Charles Stuart Perry, a man grave in manner, and dignified but kindly, and with that indefinable attraction that culture gives, was forty years of age when he arrived in Melbourne, and although some doubts were felt as to his physical fitness for work amidst surroundings so new and different from his previous experience, every year of his long episcopate demonstrated the wisdom of his selection, particularly as an ecclesiastical statesman. A Cambridge University mathematician, and a contemporary of Cardinal Manning, Perry had to grapple with the following [19/20] inter-related problems; the ending of the connection of the Church with the State (first introduced into Christendom by Constantine the Great in the 4th century); the development of the Church's freedom of action within her own fold; and the desperately fought battle for Education.
In Australia, we are so used to disendowment that it is quite difficult to envisage an originally established church with quite definite privileges. Such however, was the case in New South Wales in 1826, when the constitution of the Corporation of the Trustees of Church and School Lands provided for the Church of England only. At this time, there was a definite movement to give official recognition to the Church of England alone, and the connexion of the Church with the State was at its closest. The Corporation, however, did not live long, for it was soon clear that some provision should be made for other denominations, and in 1836, Sir Richard Bourke's Church Act realized the demand for full religious equality, providing for an annual sum to be divided between four religious bodies. Grants of land were also to be made. The Act met with some opposition, for Broughton, now Bishop of Australia, was desirous of introducing into New South Wales, the institutions of England "in all their integrity." Also the universal charity which Bourke had thought to introduce by indiscriminate patronage to all forms of faith, fostered an unwholesome competition for State aid, and substituted the discretion of the government for the desires of the denominations. From the foundation of the Colonial Bishoprics' Fund (1841) onwards, the policy of the Government tended definitely in the direction of the abolition of all State Aid to the Church, and when self-government was granted to the colony, then disestablishment followed, which was not unnatural as the colonists were Scotch and Irish as well as English.

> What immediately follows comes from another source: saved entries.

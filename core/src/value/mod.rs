//! Typed values edited as text
//!
//! Every user-facing operand in a rule (a condition's target, an action's
//! parameters) is a [`TypedValue`]: the raw text the user typed is the
//! authoritative state, and the parsed [`Value`] exists only while that text
//! is valid for the declared [`SemanticType`].
//!
//! ```text
//!   raw text "10000" ──parse(Float)──► Some(Value::Float(10000.0))   valid
//!   raw text "abc"   ──parse(Float)──► None                          invalid
//! ```

mod list;
mod typed;

pub use list::TypedValueList;
pub use typed::{OptionTable, SemanticType, TypedValue, Value};
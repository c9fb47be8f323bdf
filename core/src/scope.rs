use crate::capability::TargetResolver;
use crate::timers::TimerRegistry;

/// What persisted references are resolved against when a rule set is loaded
/// or a rule is edited: the live host objects and the rule set's timers
#[derive(Clone, Copy)]
pub struct BindScope<'a> {
    pub resolver: &'a dyn TargetResolver,
    pub timers: &'a TimerRegistry,
}

impl<'a> BindScope<'a> {
    pub fn new(resolver: &'a dyn TargetResolver, timers: &'a TimerRegistry) -> Self {
        Self { resolver, timers }
    }
}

In Victoria, the same problem of State Aid to Religion had to be fought out, and here, the battle between those in favour of established institutions and those who favoured the voluntary principle in maintaining churches, raged fiercely. At the general election for the Legislative Council and the Legislative Assembly in 1856, aid to religion was regarded as the "test," and even the importance of the "land question" was overlooked in the eagerness with which the friends and opponents of State Aid laboured to gain [20/21] strength in both branches of the Legislature. Practically however, it was a small political question; the expenditure of £50,000 set aside for public worship by the 53rd section of the Constitution Act; but in principle it appeared wide. Two-thirds of the smaller denominations had refused their share. These were enthusiasts for the voluntary principle in church matters, and they raised a good deal of clamour against contributing through the taxes to the possible endowment of error. It became in fact a "deafening din" (15), but on a calm analysts of the agitation, it was the sound and fury of the few. Most of the churches were unwilling to surrender the aid, but the objectors found strong support in the many thousands who looked with unfriendly eyes on all the churches. State Aid to religion was finally extinguished in 1874. The Bill for its abolition had been passed five times in the Legislative Assembly, and defeated four times in the Legislative Council over a period of over 20 years. At that time, in 1874, the feelings of the Church of England as a body were that the ending of State Aid was a "most wise settlement of a very long and painful dispute, which it is in every interest.... most desirable to set at rest." (16).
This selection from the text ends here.